The definitive diagnostic method of anti NMDAR encephalitis is the detection of antibodies against the NMDAR GluN1 subunit in the CSF. Other diagnostics such as EEG were remarkable for extreme delta brush border in a retrospective study done by Yang Sai et al.6 Radiological investigations such as magnetic resonance imaging (MRI) can detect abnormal findings in the temporal lobe, cerebral cortex and subcortical white matter regions.6
First line therapy consists of Methylprednisolone shock treatment and high dose intravenous immunoglobulin. Treatment failure warrants the advent of second line treatment.6 Rituximab, the CD20 monoclonal antibody, causing effect by diminishing the B cells and preventing them from entering the CNS, in addition to plasma replacement or cyclophosphamide treatment which permeates the blood brain barrier and increases the production of anti-inflammatory markers;6 tumor resection is carried out if indicated.1 This approach is based on a study conducted by Maarten J et al, which included 472 patients, among the 221 (47%) patients who did not improve with first line treatment , second line treatment proved to be beneficial.12 Till to date, there are no studies that compare first line therapies with upfront use of Rituximab.7 Supportive treatment is also implicated when necessary such as antiepileptics and antipsychotics, also respiratory and cardiac support.

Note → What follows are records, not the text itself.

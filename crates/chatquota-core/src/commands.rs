//! Commands any room member may send, and the texts they answer with

use crate::mute::{MuteState, STRIKE_THRESHOLD, TIMED_MUTE_DAYS};
use chatquota_policy::{format_mute_until, EffectiveSettings};

/// Lowercased first word of a slash command with any `@bot` suffix removed.
pub fn command_word(text: &str) -> Option<String> {
    let first = text.split_whitespace().next()?;
    if !first.starts_with('/') {
        return None;
    }
    let name = first.split('@').next().unwrap_or(first);
    Some(name.to_lowercase())
}

#[derive(Debug, Clone, Copy, PartialEq, Eq)]
pub enum MemberCommand {
    Status,
    Stats,
    Rules,
    Help,
}

impl MemberCommand {
    /// Accepts both the Latin and the Russian spelling.
    pub fn parse(word: &str) -> Option<Self> {
        match word {
            "/mystatus" | "/мойстатус" => Some(MemberCommand::Status),
            "/stats" | "/статистика" => Some(MemberCommand::Stats),
            "/rules" | "/правила" => Some(MemberCommand::Rules),
            "/help" | "/помощь" => Some(MemberCommand::Help),
            _ => None,
        }
    }

    pub fn name(&self) -> &'static str {
        match self {
            MemberCommand::Status => "mystatus",
            MemberCommand::Stats => "stats",
            MemberCommand::Rules => "rules",
            MemberCommand::Help => "help",
        }
    }
}

/// One member's standing in a room, as shown by `/mystatus`.
#[derive(Debug, Clone, Copy, PartialEq, Eq)]
pub struct StatusView {
    pub count: u32,
    pub limit: u32,
    pub empty_strikes: u32,
    pub mute: MuteState,
}

#[derive(Debug, Clone, Copy, Default, PartialEq, Eq)]
pub struct RoomStats {
    pub messages: u64,
    pub members: usize,
    pub muted: usize,
    pub strike_holders: usize,
}

pub const ADMIN_STATUS_TEXT: &str = "👑 Вы администратор этого чата!";

pub fn status_text(view: &StatusView, contact_link: &str) -> String {
    let mut text = format!(
        "👤 <b>Ваш статус</b>\n\n\
         • Сообщений: {}\n\
         • Лимит: {}\n\
         • Осталось: {}\n\
         • Пустых сообщений: {}/{}\n",
        view.count,
        view.limit,
        view.limit.saturating_sub(view.count),
        view.empty_strikes,
        STRIKE_THRESHOLD
    );
    match view.mute {
        MuteState::Unmuted => text.push_str("• Статус: 🟢 Активен"),
        MuteState::Until(until) => {
            text.push_str(&format!(
                "• Статус: 🔴 Заблокирован до {}",
                format_mute_until(&until)
            ));
        }
        MuteState::Indefinite => {
            text.push_str("• Статус: 🔴 Заблокирован до сброса лимита");
        }
    }
    if view.mute.is_muted() {
        text.push_str("\n\n⚠️ Вы заблокированы и не можете писать в чат.");
        if !contact_link.is_empty() {
            text.push_str(&format!("\n📞 Для разблокировки: {}", contact_link));
        }
    }
    text
}

pub fn stats_text(stats: &RoomStats) -> String {
    format!(
        "📊 <b>Статистика чата</b>\n\n\
         💬 Сообщений всего: {}\n\
         👥 Пользователей: {}\n\
         🚫 Заблокировано: {}\n\
         🗑️ Активных счетчиков пустых сообщений: {}",
        stats.messages, stats.members, stats.muted, stats.strike_holders
    )
}

pub fn rules_text(settings: &EffectiveSettings) -> String {
    format!(
        "📜 <b>Правила чата</b>\n\n\
         <b>1. Лимит сообщений</b>\n\
         • {limit} бесплатных сообщений в месяц\n\
         • Счетчик обнуляется 1-го числа каждого месяца\n\n\
         <b>2. Качество сообщений</b>\n\
         • Минимальная длина текста: {min_length} символов\n\
         • Медиа без подписи считается пустым сообщением\n\
         • Не более {strikes} пустых сообщений подряд\n\n\
         <b>3. Запрещенный контент</b>\n\
         • Нецензурная лексика и оскорбления\n\n\
         <b>4. Наказания</b>\n\
         • Исчерпан лимит: блокировка до начала следующего месяца\n\
         • Запрещенное слово: блокировка на {days} дня\n\
         • {strikes} пустых сообщения: блокировка на {days} дня\n\n\
         📞 По вопросам обращайтесь к администраторам",
        limit = settings.limit,
        min_length = settings.min_length,
        strikes = STRIKE_THRESHOLD,
        days = TIMED_MUTE_DAYS,
    )
}

pub fn help_text(settings: &EffectiveSettings) -> String {
    format!(
        "❓ <b>Помощь по боту в этой группе</b>\n\n\
         Бот следит за лимитом сообщений и качеством объявлений.\n\
         • Лимит: {limit} сообщений в месяц\n\
         • Минимальная длина текста: {min_length} символов\n\
         • Запрещенные слова: блокировка на {days} дня\n\
         • Пустые медиа: не более {strikes} подряд\n\n\
         <b>Команды:</b>\n\
         /mystatus (/мойстатус) - ваш статус\n\
         /stats (/статистика) - статистика чата\n\
         /rules (/правила) - правила чата\n\
         /help - эта справка",
        limit = settings.limit,
        min_length = settings.min_length,
        days = TIMED_MUTE_DAYS,
        strikes = STRIKE_THRESHOLD,
    )
}

#[cfg(test)]
mod tests {
    use super::*;
    use chrono::{TimeZone, Utc};

    #[test]
    fn command_words_are_normalized() {
        assert_eq!(command_word("/MyStatus@chatquota_bot"), Some("/mystatus".to_string()));
        assert_eq!(command_word("  /правила  please"), Some("/правила".to_string()));
        assert_eq!(command_word("hello /help"), None);
        assert_eq!(command_word(""), None);

        assert_eq!(MemberCommand::parse("/мойстатус"), Some(MemberCommand::Status));
        assert_eq!(MemberCommand::parse("/статистика"), Some(MemberCommand::Stats));
        assert_eq!(MemberCommand::parse("/unblock"), None);
    }

    #[test]
    fn status_shows_remaining_and_mute() {
        let view = StatusView {
            count: 7,
            limit: 5,
            empty_strikes: 1,
            mute: MuteState::Unmuted,
        };
        let text = status_text(&view, "");
        assert!(text.contains("Осталось: 0"), "{}", text);
        assert!(text.contains("Пустых сообщений: 1/3"));
        assert!(text.contains("🟢 Активен"));

        let until = Utc
            .with_ymd_and_hms(2026, 3, 13, 12, 0, 0)
            .single()
            .expect("date");
        let muted = StatusView {
            mute: MuteState::Until(until),
            ..view
        };
        let text = status_text(&muted, "@admin");
        assert!(text.contains("🔴 Заблокирован до"));
        assert!(text.contains("@admin"));
    }

    #[test]
    fn rules_follow_room_settings() {
        let mut settings = EffectiveSettings::seed();
        settings.limit = 12;
        settings.min_length = 30;
        let text = rules_text(&settings);
        assert!(text.contains("12 бесплатных сообщений"));
        assert!(text.contains("30 символов"));
        assert!(help_text(&settings).contains("Лимит: 12"));
    }
}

Referring to Dalmaus original case series, almost seventy five percent of patients with anti-NMDA R antibodies recover fully ore with mild sequelae.7 In the retrospective study conducted by Yang Sai et al in twenty-one patients twelve cases achieved full recovery, five had mild disability and two with moderate or severe disability. The fully recovered patients had varying lengths of recovery time ranging between 3-12 months. The rate of recovery also differed, it was observed that patients 6 years old and younger recovered at a much faster rate than patients 6 years old and higher.6
This is the first case series from Bahrain to focus on description of anti-NMDAR encephalitis in pediatric age group. The clinical presentations were profound but potentially reversible with prompt treatment. The outcome of our patients parallels the reports from literature.